-- Opening Marker --

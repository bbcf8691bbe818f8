//! Event handling and user feedback

use crate::logging::log_event_with_tracing;
use pypi2pkgbuild_events::{AppEvent, DraftEvent};

/// Prints the events a user should see while a recipe is drafted
///
/// Informational lines go to stdout, warnings to stderr.
#[derive(Default)]
pub struct EventHandler;

impl EventHandler {
    /// Create new event handler
    pub fn new() -> Self {
        Self
    }

    /// Handle incoming event
    pub fn handle_event(&mut self, event: AppEvent) {
        log_event_with_tracing(&event);

        // Operation lifecycle events are only logged
        if let AppEvent::Draft(draft) = event {
            Self::handle_draft(draft);
        }
    }

    fn handle_draft(event: DraftEvent) {
        match event {
            DraftEvent::ArtifactSkipped { url, .. } => println!("{url}"),
            DraftEvent::SourceMissing {
                package,
                version,
                fallback_url,
            } => {
                let context = match fallback_url {
                    Some(url) => {
                        format!("using the declared download URL {url}, please verify the source entry")
                    }
                    None => "please fill in the source entry manually".to_string(),
                };
                eprintln!("Warning: No source archive found for {package} {version} ({context})");
            }
            DraftEvent::RuntimeAssumed { runtime } => {
                println!("The required python version has automatically been set to {runtime}");
                println!("If that is not correct, please change it");
            }
            DraftEvent::RecipeWritten { path } => println!("Created {}", path.display()),
            DraftEvent::VersionSelected { .. }
            | DraftEvent::ArtifactSelected { .. }
            | DraftEvent::LicenseResolved { .. } => {}
        }
    }
}
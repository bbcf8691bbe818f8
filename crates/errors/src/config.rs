//! Configuration error types

use std::borrow::Cow;

use crate::UserFacingError;
use thiserror::Error;

#[derive(Debug, Clone, Error)]
#[non_exhaustive]
pub enum ConfigError {
    #[error("config file not found: {path}")]
    NotFound { path: String },

    #[error("parse error in {path}: {message}")]
    ParseError { path: String, message: String },

    #[error("invalid value for {field}: {value}")]
    InvalidValue { field: String, value: String },
}

impl UserFacingError for ConfigError {
    fn user_message(&self) -> Cow<'_, str> {
        Cow::Owned(self.to_string())
    }

    fn user_hint(&self) -> Option<&'static str> {
        match self {
            Self::NotFound { .. } => Some("Check the path given to --config."),
            Self::InvalidValue { .. } | Self::ParseError { .. } => {
                Some("Fix the configuration value and retry the command.")
            }
        }
    }

    fn user_code(&self) -> Option<&'static str> {
        let code = match self {
            Self::NotFound { .. } => "config.not_found",
            Self::ParseError { .. } => "config.parse_error",
            Self::InvalidValue { .. } => "config.invalid_value",
        };
        Some(code)
    }
}
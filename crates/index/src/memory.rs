//! In-memory package index for tests

use crate::PackageIndex;
use pypi2pkgbuild_errors::{Error, NetworkError};
use pypi2pkgbuild_types::{Artifact, ReleaseRecord};
use std::collections::HashMap;
use std::sync::atomic::{AtomicUsize, Ordering};

#[derive(Debug, Clone)]
struct Release {
    record: ReleaseRecord,
    artifacts: Vec<Artifact>,
}

/// Test double for [`PackageIndex`]
///
/// Holds releases in memory so code generic over the index can be tested
/// without a server. The binary always uses [`crate::XmlRpcIndex`]. Every
/// call is counted so tests can check how many round trips a resolution
/// would cost against a real index.
#[derive(Debug, Default)]
pub struct MemoryIndex {
    // package -> releases in the order they were added
    packages: HashMap<String, Vec<(String, Release)>>,
    fault: Option<(i64, String)>,
    calls: AtomicUsize,
}

impl MemoryIndex {
    #[must_use]
    pub fn new() -> Self {
        Self::default()
    }

    /// Register a release of `package` together with its artifacts
    #[must_use]
    pub fn with_release(
        mut self,
        package: impl Into<String>,
        record: ReleaseRecord,
        artifacts: Vec<Artifact>,
    ) -> Self {
        let version = record.version.clone();
        self.packages
            .entry(package.into())
            .or_default()
            .push((version, Release { record, artifacts }));
        self
    }

    /// Answer every call with a fault
    #[must_use]
    pub fn with_fault(mut self, code: i64, message: impl Into<String>) -> Self {
        self.fault = Some((code, message.into()));
        self
    }

    /// Number of calls served so far
    #[must_use]
    pub fn calls(&self) -> usize {
        self.calls.load(Ordering::Relaxed)
    }

    fn find(&self, package: &str, version: &str) -> Option<&Release> {
        self.packages
            .get(package)?
            .iter()
            .find(|(v, _)| v == version)
            .map(|(_, release)| release)
    }

    fn check_fault(&self) -> Result<(), Error> {
        match &self.fault {
            Some((code, message)) => Err(NetworkError::RpcFault {
                code: *code,
                message: message.clone(),
            }
            .into()),
            None => Ok(()),
        }
    }
}

impl PackageIndex for MemoryIndex {
    async fn package_releases(&self, package: &str) -> Result<Vec<String>, Error> {
        self.calls.fetch_add(1, Ordering::Relaxed);
        self.check_fault()?;
        Ok(self
            .packages
            .get(package)
            .map(|releases| releases.iter().map(|(v, _)| v.clone()).collect())
            .unwrap_or_default())
    }

    async fn release_data(
        &self,
        package: &str,
        version: &str,
    ) -> Result<Option<ReleaseRecord>, Error> {
        self.calls.fetch_add(1, Ordering::Relaxed);
        self.check_fault()?;
        Ok(self.find(package, version).map(|r| r.record.clone()))
    }

    async fn release_urls(&self, package: &str, version: &str) -> Result<Vec<Artifact>, Error> {
        self.calls.fetch_add(1, Ordering::Relaxed);
        self.check_fault()?;
        Ok(self
            .find(package, version)
            .map(|r| r.artifacts.clone())
            .unwrap_or_default())
    }
}
//! Recipe drafting error types

use std::borrow::Cow;

use crate::UserFacingError;
use thiserror::Error;

#[derive(Debug, Clone, Error)]
pub enum DraftError {
    #[error("recipe field `{field}` is missing")]
    MissingField { field: String },

    #[error("recipe template failed: {message}")]
    TemplateFailed { message: String },

    #[error("PKGBUILD does exist in {path}")]
    RecipeExists { path: String },
}

impl UserFacingError for DraftError {
    fn user_message(&self) -> Cow<'_, str> {
        Cow::Owned(self.to_string())
    }

    fn user_hint(&self) -> Option<&'static str> {
        match self {
            Self::RecipeExists { .. } => {
                Some("Remove or rename the existing PKGBUILD to generate a fresh one.")
            }
            _ => None,
        }
    }

    fn user_code(&self) -> Option<&'static str> {
        let code = match self {
            Self::MissingField { .. } => "draft.missing_field",
            Self::TemplateFailed { .. } => "draft.template_failed",
            Self::RecipeExists { .. } => "draft.recipe_exists",
        };
        Some(code)
    }
}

-- Closing Marker --

§ Your objective
The entire listing must be repeated without a single change.

§ Answer to the problem
repository bbcf8691bbe818f8
//! Event handling and user feedback

use crate::logging::log_event_with_tracing;
use pypi2pkgbuild_events::{AppEvent, DraftEvent};

/// Prints the events a user should see while a recipe is drafted
///
/// Informational lines go to stdout, warnings to stderr.
#[derive(Default)]
pub struct EventHandler;

impl EventHandler {
    /// Create new event handler
    pub fn new() -> Self {
        Self
    }

    /// Handle incoming event
    pub fn handle_event(&mut self, event: AppEvent) {
        log_event_with_tracing(&event);

        // Operation lifecycle events are only logged
        if let AppEvent::Draft(draft) = event {
            Self::handle_draft(draft);
        }
    }

    fn handle_draft(event: DraftEvent) {
        match event {
            DraftEvent::ArtifactSkipped { url, .. } => println!("{url}"),
            DraftEvent::SourceMissing {
                package,
                version,
                fallback_url,
            } => {
                let context = match fallback_url {
                    Some(url) => {
                        format!("using the declared download URL {url}, please verify the source entry")
                    }
                    None => "please fill in the source entry manually".to_string(),
                };
                eprintln!("Warning: No source archive found for {package} {version} ({context})");
            }
            DraftEvent::RuntimeAssumed { runtime } => {
                println!("The required python version has automatically been set to {runtime}");
                println!("If that is not correct, please change it");
            }
            DraftEvent::RecipeWritten { path } => println!("Created {}", path.display()),
            DraftEvent::VersionSelected { .. }
            | DraftEvent::ArtifactSelected { .. }
            | DraftEvent::LicenseResolved { .. } => {}
        }
    }
}
repository bbcf8691bbe818f8
filename crates/errors/src/config.rs
//! Configuration error types

use std::borrow::Cow;

use crate::UserFacingError;
use thiserror::Error;

#[derive(Debug, Clone, Error)]
#[non_exhaustive]
pub enum ConfigError {
    #[error("config file not found: {path}")]
    NotFound { path: String },

    #[error("parse error in {path}: {message}")]
    ParseError { path: String, message: String },

    #[error("invalid value for {field}: {value}")]
    InvalidValue { field: String, value: String },
}

impl UserFacingError for ConfigError {
    fn user_message(&self) -> Cow<'_, str> {
        Cow::Owned(self.to_string())
    }

    fn user_hint(&self) -> Option<&'static str> {
        match self {
            Self::NotFound { .. } => Some("Check the path given to --config."),
            Self::InvalidValue { .. } | Self::ParseError { .. } => {
                Some("Fix the configuration value and retry the command.")
            }
        }
    }

    fn user_code(&self) -> Option<&'static str> {
        let code = match self {
            Self::NotFound { .. } => "config.not_found",
            Self::ParseError { .. } => "config.parse_error",
            Self::InvalidValue { .. } => "config.invalid_value",
        };
        Some(code)
    }
}
filename crates/index/src/memory.rs
//! In-memory package index for tests

use crate::PackageIndex;
use pypi2pkgbuild_errors::{Error, NetworkError};
use pypi2pkgbuild_types::{Artifact, ReleaseRecord};
use std::collections::HashMap;
use std::sync::atomic::{AtomicUsize, Ordering};

#[derive(Debug, Clone)]
struct Release {
    record: ReleaseRecord,
    artifacts: Vec<Artifact>,
}

/// Test double for [`PackageIndex`]
///
/// Holds releases in memory so code generic over the index can be tested
/// without a server. The binary always uses [`crate::XmlRpcIndex`]. Every
/// call is counted so tests can check how many round trips a resolution
/// would cost against a real index.
#[derive(Debug, Default)]
pub struct MemoryIndex {
    // package -> releases in the order they were added
    packages: HashMap<String, Vec<(String, Release)>>,
    fault: Option<(i64, String)>,
    calls: AtomicUsize,
}

impl MemoryIndex {
    #[must_use]
    pub fn new() -> Self {
        Self::default()
    }

    /// Register a release of `package` together with its artifacts
    #[must_use]
    pub fn with_release(
        mut self,
        package: impl Into<String>,
        record: ReleaseRecord,
        artifacts: Vec<Artifact>,
    ) -> Self {
        let version = record.version.clone();
        self.packages
            .entry(package.into())
            .or_default()
            .push((version, Release { record, artifacts }));
        self
    }

    /// Answer every call with a fault
    #[must_use]
    pub fn with_fault(mut self, code: i64, message: impl Into<String>) -> Self {
        self.fault = Some((code, message.into()));
        self
    }

    /// Number of calls served so far
    #[must_use]
    pub fn calls(&self) -> usize {
        self.calls.load(Ordering::Relaxed)
    }

    fn find(&self, package: &str, version: &str) -> Option<&Release> {
        self.packages
            .get(package)?
            .iter()
            .find(|(v, _)| v == version)
            .map(|(_, release)| release)
    }

    fn check_fault(&self) -> Result<(), Error> {
        match &self.fault {
            Some((code, message)) => Err(NetworkError::RpcFault {
                code: *code,
                message: message.clone(),
            }
            .into()),
            None => Ok(()),
        }
    }
}

impl PackageIndex for MemoryIndex {
    async fn package_releases(&self, package: &str) -> Result<Vec<String>, Error> {
        self.calls.fetch_add(1, Ordering::Relaxed);
        self.check_fault()?;
        Ok(self
            .packages
            .get(package)
            .map(|releases| releases.iter().map(|(v, _)| v.clone()).collect())
            .unwrap_or_default())
    }

    async fn release_data(
        &self,
        package: &str,
        version: &str,
    ) -> Result<Option<ReleaseRecord>, Error> {
        self.calls.fetch_add(1, Ordering::Relaxed);
        self.check_fault()?;
        Ok(self.find(package, version).map(|r| r.record.clone()))
    }

    async fn release_urls(&self, package: &str, version: &str) -> Result<Vec<Artifact>, Error> {
        self.calls.fetch_add(1, Ordering::Relaxed);
        self.check_fault()?;
        Ok(self
            .find(package, version)
            .map(|r| r.artifacts.clone())
            .unwrap_or_default())
    }
}
//! Recipe drafting error types

use std::borrow::Cow;

use crate::UserFacingError;
use thiserror::Error;

#[derive(Debug, Clone, Error)]
pub enum DraftError {
    #[error("recipe field `{field}` is missing")]
    MissingField { field: String },

    #[error("recipe template failed: {message}")]
    TemplateFailed { message: String },

    #[error("PKGBUILD does exist in {path}")]
    RecipeExists { path: String },
}

impl UserFacingError for DraftError {
    fn user_message(&self) -> Cow<'_, str> {
        Cow::Owned(self.to_string())
    }

    fn user_hint(&self) -> Option<&'static str> {
        match self {
            Self::RecipeExists { .. } => {
                Some("Remove or rename the existing PKGBUILD to generate a fresh one.")
            }
            _ => None,
        }
    }

    fn user_code(&self) -> Option<&'static str> {
        let code = match self {
            Self::MissingField { .. } => "draft.missing_field",
            Self::TemplateFailed { .. } => "draft.template_failed",
            Self::RecipeExists { .. } => "draft.recipe_exists",
        };
        Some(code)
    }
}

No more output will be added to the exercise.